Everyone, these birds are so lovely. I am especially a fan of all the gull photos but i have a deep personal affection for those birds in particular..

These are all so great tho... I am so glad to be a part of such a talented community, you all really capture the spirit of each bird with such clarity. Thank you for all these photos.
 
The Lark Ascending

He rises and begins to round,
He drops the silver chain of sound,
Of many links without a break,
In chirrup, whistle, slur and shake.
For singing till his heaven fills,
'Tis love of earth that he instils,
And ever winging up and up,
Our valley is his golden cup,
And he the wine which overflows
To lift us with him as he goes
Till lost on his aerial rings
In light, and then the fancy sings.

George Meredith
 
A beautiful poem by George Meredith, thank you, Barrie. And here I had been expecting Shelly's "Ode to a Skylark".

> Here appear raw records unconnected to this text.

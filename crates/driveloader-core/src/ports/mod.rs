//! Port definitions (trait abstractions).
//!
//! Ports are implemented by adapters (`driveloader-drive`) or by the download
//! crate itself; the core never depends on a concrete implementation.

pub mod catalog;
pub mod remote_store;

pub use catalog::{CandidateCatalog, CatalogError, EmptyCatalog};
pub use remote_store::{MediaChunk, RemotePortError, RemotePortResult, RemoteStorePort};
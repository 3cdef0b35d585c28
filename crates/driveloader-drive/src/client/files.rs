//! File listing, metadata, media and export calls.

use bytes::Bytes;

use crate::error::{DriveError, DriveResult};
use crate::http::{ByteRange, HttpBackend};
use crate::models::{DriveFile, FileList, FileSize, MediaResponse};
use crate::url::{build_export_url, build_list_url, build_media_url, build_size_url};

use super::DriveClient;

const RANGE_NOT_SATISFIABLE: u16 = 416;

impl<B: HttpBackend> DriveClient<B> {
    /// Run `query` and follow `nextPageToken` until the listing is exhausted.
    pub(crate) async fn list_files(&self, query: &str) -> DriveResult<Vec<DriveFile>> {
        let mut files = Vec::new();
        let mut page_token: Option<String> = None;
        let mut pages = 0u32;

        loop {
            let url = build_list_url(&self.config, query, page_token.as_deref());
            let page: FileList = self.backend.get_json(&url).await?;
            pages += 1;
            files.extend(page.files);

            match page.next_page_token {
                Some(token) if !token.is_empty() => {
                    if page_token.as_deref() == Some(token.as_str()) {
                        return Err(DriveError::InvalidResponse {
                            message: format!("listing returned the same page token twice: {token}"),
                        });
                    }
                    page_token = Some(token);
                }
                _ => break,
            }
        }

        tracing::debug!(query, pages, count = files.len(), "Listed Drive files");
        Ok(files)
    }

    /// Declared size of a file; `None` for folders and Google documents.
    pub(crate) async fn file_size(&self, id: &str) -> DriveResult<Option<u64>> {
        let url = build_size_url(&self.config, id);
        let meta: FileSize = self.backend.get_json(&url).await?;
        Ok(meta.bytes())
    }

    /// Read `len` bytes of content from `offset`.
    ///
    /// A range starting at or past the end yields an empty response.
    pub(crate) async fn download_range(
        &self,
        id: &str,
        offset: u64,
        len: u64,
    ) -> DriveResult<MediaResponse> {
        if len == 0 {
            return Ok(empty_media());
        }

        let url = build_media_url(&self.config, id);
        match self
            .backend
            .get_media(&url, Some(ByteRange::from_offset(offset, len)))
            .await
        {
            Ok(response) if response.partial => Ok(response),
            // Server ignored the Range header and sent the whole body.
            Ok(response) => Ok(MediaResponse {
                total_size: Some(response.data.len() as u64),
                data: slice_range(&response.data, offset, len),
                partial: true,
            }),
            Err(DriveError::ApiRequestFailed { status, .. }) if status == RANGE_NOT_SATISFIABLE => {
                Ok(empty_media())
            }
            Err(e) => Err(e),
        }
    }

    /// Export a Google document to `mime_type`.
    pub(crate) async fn export_file(&self, id: &str, mime_type: &str) -> DriveResult<Bytes> {
        let url = build_export_url(&self.config, id, mime_type);
        let response = self.backend.get_media(&url, None).await?;
        Ok(response.data)
    }
}

const fn empty_media() -> MediaResponse {
    MediaResponse {
        data: Bytes::new(),
        partial: true,
        total_size: None,
    }
}

fn slice_range(data: &Bytes, offset: u64, len: u64) -> Bytes {
    let start = usize::try_from(offset).unwrap_or(usize::MAX).min(data.len());
    let end = start
        .saturating_add(usize::try_from(len).unwrap_or(usize::MAX))
        .min(data.len());
    data.slice(start..end)
}

#[cfg(test)]
mod tests {
    use super::*;
    use crate::http::testing::{CannedResponse, FakeBackend};
    use crate::models::DriveConfig;
    use serde_json::json;

    fn client(backend: FakeBackend) -> DriveClient<FakeBackend> {
        DriveClient::with_backend(DriveConfig::for_tests(), backend)
    }

    #[tokio::test]
    async fn test_list_files_follows_pagination() {
        let backend = FakeBackend::new()
            .with_response(
                "q=name contains 'a'",
                CannedResponse::Json(json!({
                    "nextPageToken": "p2",
                    "files": [{"id": "1", "name": "a1"}]
                })),
            )
            .with_response(
                "pageSize=1000&pageToken=p2",
                CannedResponse::Json(json!({"files": [{"id": "2", "name": "a2"}]})),
            );
        let client = client(backend);

        let files = client
            .list_files("name contains 'a' and trashed = false")
            .await
            .unwrap();
        let ids: Vec<&str> = files.iter().map(|f| f.id.as_str()).collect();
        assert_eq!(ids, vec!["1", "2"]);
        assert_eq!(client.backend.requests().len(), 2);
    }

    #[tokio::test]
    async fn test_list_files_rejects_repeated_token() {
        let backend = FakeBackend::new().with_response(
            "files?",
            CannedResponse::Json(json!({"nextPageToken": "loop", "files": []})),
        );
        let err = client(backend).list_files("trashed = false").await.unwrap_err();
        assert!(matches!(err, DriveError::InvalidResponse { .. }));
    }

    #[tokio::test]
    async fn test_file_size() {
        let backend = FakeBackend::new()
            .with_response("files/big?fields=size", CannedResponse::Json(json!({"size": "4096"})))
            .with_response("files/doc?fields=size", CannedResponse::Json(json!({})));
        let client = client(backend);

        assert_eq!(client.file_size("big").await.unwrap(), Some(4096));
        assert_eq!(client.file_size("doc").await.unwrap(), None);
    }

    #[tokio::test]
    async fn test_download_range_past_end_is_empty() {
        let backend = FakeBackend::new().with_response(
            "files/x?alt=media",
            CannedResponse::Media(Bytes::from_static(b"abc")),
        );
        let client = client(backend);

        let chunk = client.download_range("x", 0, 2).await.unwrap();
        assert_eq!(&chunk.data[..], b"ab");
        let chunk = client.download_range("x", 3, 2).await.unwrap();
        assert!(chunk.data.is_empty());
    }

    #[tokio::test]
    async fn test_download_range_passes_rejection_through() {
        let backend = FakeBackend::new().with_response(
            "files/doc?alt=media",
            CannedResponse::Status {
                status: 403,
                reason: Some("fileNotDownloadable".to_string()),
            },
        );
        let err = client(backend).download_range("doc", 0, 10).await.unwrap_err();
        assert!(err.is_not_downloadable());
    }

    #[tokio::test]
    async fn test_export_file() {
        let backend = FakeBackend::new().with_response(
            "files/doc/export",
            CannedResponse::Media(Bytes::from_static(b"PK\x03\x04")),
        );
        let data = client(backend)
            .export_file("doc", "application/pdf")
            .await
            .unwrap();
        assert_eq!(&data[..], b"PK\x03\x04");
    }

    #[test]
    fn test_slice_range() {
        let data = Bytes::from_static(b"0123456789");
        assert_eq!(&slice_range(&data, 2, 3)[..], b"234");
        assert_eq!(&slice_range(&data, 8, 5)[..], b"89");
        assert!(slice_range(&data, 20, 5).is_empty());
    }
}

Hail to thee, blithe Spirit!
Bird thou never wert -
That from Heaven or near it
Pourest thy full heart
In profuse strains of unpremeditated art.

Higher still and higher
From the earth thou springest,
Like a cloud of fire;
The blue deep thou wingest,
And singing still dost soar, and soaring ever singest.

In the golden lightning
Of the sunken sun,
O'er which clouds are bright'ning,
Thou dost float and run,
Like an unbodied joy whose race is just begun.

The pale purple even
Melts around thy flight;
Like a star of Heaven,
In the broad daylight
Thou art unseen, but yet I hear thy shrill delight -

Keen as are the arrows
Of that silver sphere
Whose intense lamp narrows
In the white dawn clear,
Until we hardly see, we feel that it is there.

All the earth and air
With thy voice is loud,
As, when night is bare,
From one lonely cloud
The moon rains out her beams, and Heaven is overflowed.

What thou art we know not;
What is most like thee?
From rainbow clouds there flow not
Drops so bright to see,
As from thy presence showers a rain of melody: -

Like a Poet hidden
In the light of thought,
Singing hymns unbidden,
Till the world is wrought
To sympathy with hopes and fears it heeded not:

Like a high-born maiden
In a palace-tower,
Soothing her love-laden
Soul in secret hour
With music sweet as love, which overflows her bower:

Like a glow-worm golden
In a dell of dew,
Scattering unbeholden
Its aërial hue
Among the flowers and grass which screen it from the view:

Like a rose embowered
In its own green leaves,
By warm winds deflowered,
Till the scent it gives
Makes faint with too much sweet these heavy-wingéd thieves:

Sound of vernal showers
On the twinkling grass,
Rain-awakened flowers -
All that ever was
Joyous and clear and fresh - thy music doth surpass.

Teach us, Sprite or Bird,
What sweet thoughts are thine:
I have never heard
Praise of love or wine
That panted forth a flood of rapture so divine.

Chorus hymeneal,
Or triumphal chant,
Matched with thine would be all
but an empty vaunt -
A thing wherein we feel there is some hidden want.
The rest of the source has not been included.